Blogs: Compounding in the Kitchen

The Master of Modifications

Published Online: Thursday, August 14, 2014
My forever friend, Joyce, is a “modification master.” She bakes the tastiest bran muffins and peanut butter oatmeal cookies.
You may be reading this and doubting me, but it is no joke: bran muffins can be really good! I have been fortunate in that Joyce has shared her treats with me a few times over laughter, listening, and Sunday coffee. 
I am in love with Joyce’s style of baking, as she is not afraid to take risks in the kitchen when it comes to reading a recipe. The texture, taste, freshness, and flavor of her goodies make each bite delicious. 
Joyce takes a lot of traditional recipes from her Grandma and makes them her own with trendy modifications. I love how she experiments with new flavors in the kitchen and is always trying to make baked goods healthier. That way, you can eat more, right? 
Because Joyce is always giving her Grandma credit for her recipes, I wanted to finally give her credit for her compounding skills. Just reading through the modifications in her cookie recipe will hopefully encourage you to be creative in the kitchen. You never know what new desserts you might come up with when the timer goes off! 
Gram’s peanut butter oatmeal cookies

Makes 6-dozen cookies
2 eggs, though I often use ⅓ cup almond milk as a substitute. It will not affect the recipe either way.
1 cup brown sugar

1 cup peanut butter, though I often cut this to ¾ cup to lower the fat content, and I do not notice a difference.
½ cup applesauce

¼ cup honey

2 teaspoons vanilla

3 cups oats, but not the quick, 1-minute kind, because they tend to make the cookies flatter. Sometimes, I also add up to another ⅓ cup oats if the batter is a little sticky.

1 cup flour
1 cup nonfat dry milk

2 teaspoons baking soda

1 cup raisins or dried cranberries, though I have started using ½ package of mini chocolate chips and adding a generous ¼ cup cocoa to the batter.
Beat the eggs and brown sugar, and then beat in peanut butter, applesauce, honey, and vanilla.
Combine the dry ingredients in a separate bowl—including cocoa, if that is an option—and mix them into the creamed mixture. Then, add raisins or chocolate chips.

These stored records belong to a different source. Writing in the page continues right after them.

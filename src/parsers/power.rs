use crate::error::Result;

/// Leading integer of a power figure, `"65 W"` -> `65`.
pub fn parse_power_rating(text: &str) -> Result<u32> {
    super::leading_integer(text, "TDP")
}
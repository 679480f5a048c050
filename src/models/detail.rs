use serde::{Deserialize, Serialize};
use std::fmt;

/// Expansion bus interface of a processor.
#[derive(Debug, Clone, Copy, PartialEq, Serialize, Deserialize)]
pub struct PcieLink {
    pub generation: f32,
    pub lanes: u32,
}

impl fmt::Display for PcieLink {
    fn fmt(&self, f: &mut fmt::Formatter<'_>) -> fmt::Result {
        write!(f, "PCIe {:.1} x{}", self.generation, self.lanes)
    }
}

#[derive(Debug, Clone, Copy, PartialEq, Eq, Serialize, Deserialize)]
pub struct MemorySupport {
    pub ddr_generation: u8,
    pub speed_mts: u32,
}

impl fmt::Display for MemorySupport {
    fn fmt(&self, f: &mut fmt::Formatter<'_>) -> fmt::Result {
        write!(f, "DDR{}-{}", self.ddr_generation, self.speed_mts)
    }
}

#[derive(Debug, Clone, Copy, PartialEq, Serialize, Deserialize)]
pub struct CpuDetail {
    pub pcie: PcieLink,
    pub memory: MemorySupport,
}
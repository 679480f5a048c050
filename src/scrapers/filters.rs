use once_cell::sync::Lazy;
use scraper::{ElementRef, Selector};
use tracing::debug;

use crate::models::FilterVocabulary;
use crate::parsers::document::{following_siblings, parse, selector};

static FILTERS: Lazy<Selector> = Lazy::new(|| selector(".filters"));
static LABEL: Lazy<Selector> = Lazy::new(|| selector("label"));
static OPTION: Lazy<Selector> = Lazy::new(|| selector("option"));

const CLOSE_TITLE: &str = "Close";

/// Builds the filter vocabulary from a listing page. A page without a
/// filters container yields an empty vocabulary.
pub fn parse_filter_vocabulary(html: &str) -> FilterVocabulary {
    let document = parse(html);
    let mut vocabulary = FilterVocabulary::new();

    let Some(container) = document.select(&FILTERS).next() else {
        debug!("No filters container on page");
        return vocabulary;
    };

    for label in container.select(&LABEL).filter(|label| !is_close_control(label)) {
        let Some(field) = label.value().attr("for") else {
            debug!("Skipping label without a bound control");
            continue;
        };
        vocabulary.insert_field(field, bound_options(label, field));
    }

    vocabulary
}

fn is_close_control(label: &ElementRef<'_>) -> bool {
    label.value().attr("title") == Some(CLOSE_TITLE)
}

/// Non-empty option values of the control `label` is bound to: the first
/// following sibling whose id or name is `field`, else the first following
/// sibling element.
fn bound_options(label: ElementRef<'_>, field: &str) -> Vec<String> {
    let bound = following_siblings(label)
        .find(|sibling| {
            let element = sibling.value();
            element.id() == Some(field) || element.attr("name") == Some(field)
        })
        .or_else(|| following_siblings(label).next());

    bound
        .map(|list| {
            list.select(&OPTION)
                .filter_map(|option| option.value().attr("value"))
                .filter(|value| !value.is_empty())
                .map(str::to_string)
                .collect()
        })
        .unwrap_or_default()
}

#[cfg(test)]
mod tests {
    use super::*;
    use pretty_assertions::assert_eq;

    const PAGE: &str = r#"
        <html><body>
        <fieldset class="filters">
          <label title="Close" class="close">&times;</label>
          <div class="filter">
            <label for="mfgr">Manufacturer</label>
            <select name="mfgr" id="mfgr">
              <option value="">All</option>
              <option value="AMD">AMD</option>
              <option value="Intel">Intel</option>
            </select>
          </div>
          <div class="filter">
            <label for="socket">Socket</label>
            <span class="hint">pick one</span>
            <select name="socket" id="socket">
              <option value="">All</option>
              <option value="AMD Socket AM4">AM4</option>
            </select>
          </div>
          <div class="filter">
            <label for="igp">Integrated Graphics</label>
            <select name="igp" id="igp"><option value="">All</option></select>
          </div>
        </fieldset>
        </body></html>"#;

    #[test]
    fn collects_options_per_field_without_close_control() {
        let vocabulary = parse_filter_vocabulary(PAGE);

        let fields: Vec<_> = vocabulary.fields().map(|(name, _)| name).collect();
        assert_eq!(fields, vec!["igp", "mfgr", "socket"]);
        assert!(!vocabulary.contains_field(CLOSE_TITLE));

        let mfgr: Vec<_> = vocabulary.options("mfgr").unwrap().iter().cloned().collect();
        assert_eq!(mfgr, vec!["AMD".to_string(), "Intel".to_string()]);
        assert!(vocabulary.options("socket").unwrap().contains("AMD Socket AM4"));
    }

    #[test]
    fn field_without_values_is_kept_empty() {
        let vocabulary = parse_filter_vocabulary(PAGE);
        assert!(vocabulary.options("igp").unwrap().is_empty());
    }

    #[test]
    fn missing_container_gives_empty_vocabulary() {
        let vocabulary =
            parse_filter_vocabulary("<html><body><label for=\"x\">X</label></body></html>");
        assert!(vocabulary.is_empty());
    }
}
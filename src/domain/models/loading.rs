use ratatui::prelude::Alignment;
use ratatui::prelude::Rect;
use ratatui::widgets::Block;
use ratatui::widgets::BorderType;
use ratatui::widgets::Borders;
use ratatui::widgets::Padding;
use ratatui::widgets::Paragraph;
use ratatui::Frame;

#[derive(Default)]
pub struct Loading {}

impl Loading {
    pub fn render(&self, frame: &mut Frame, rect: Rect, text: &str) {
        frame.render_widget(
            Paragraph::new(text.to_string())
                .block(
                    Block::default()
                        .borders(Borders::ALL)
                        .border_type(BorderType::Double)
                        .padding(Padding::new(1, 1, 0, 0)),
                )
                .alignment(Alignment::Center),
            rect,
        );
    }
}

Drop the mixture onto a baking sheet by teaspoon. Yes, I do use a teaspoon, but I mound the batter into a ball-like shape, which bakes the best bite-size cookies.
Bake at 350 degrees for 8 minutes. The cookies should be chewy, not crunchy, so it is important not to overbake them.
Jill Drury, Pharmacist and Cook
Blog Info
In this blog, Jill Drury, a clinical pharmacy specialist based in Chicago, Illinois, will talk about her passions—pharmacy and cooking, and how she has managed to blend the two. She will provide insights on compounding, along with recipes for healthy dishes, and will relate stories from her experiences.
Author Bio
By day, Jill Drury works as a clinical pharmacy specialist in Chicago during the week and as a clinical staff pharmacist at a retail pharmacy on the weekends. By night, she is a cook, mixing up recipes and sharing the results with her coworkers. Whether she's in the laboratory or the kitchen, Drury spends the bulk of her time measuring, grinding, and pouring to create a better finished product.

Drury earned her Doctor of Pharmacy from Midwestern University College of Pharmacy in 2007. She has done numerous presentations and consults for several pharmaceutical companies. She has won top honors at the Wisconsin State Fair for her jam, and has a Facebook page ( dedicated to baking.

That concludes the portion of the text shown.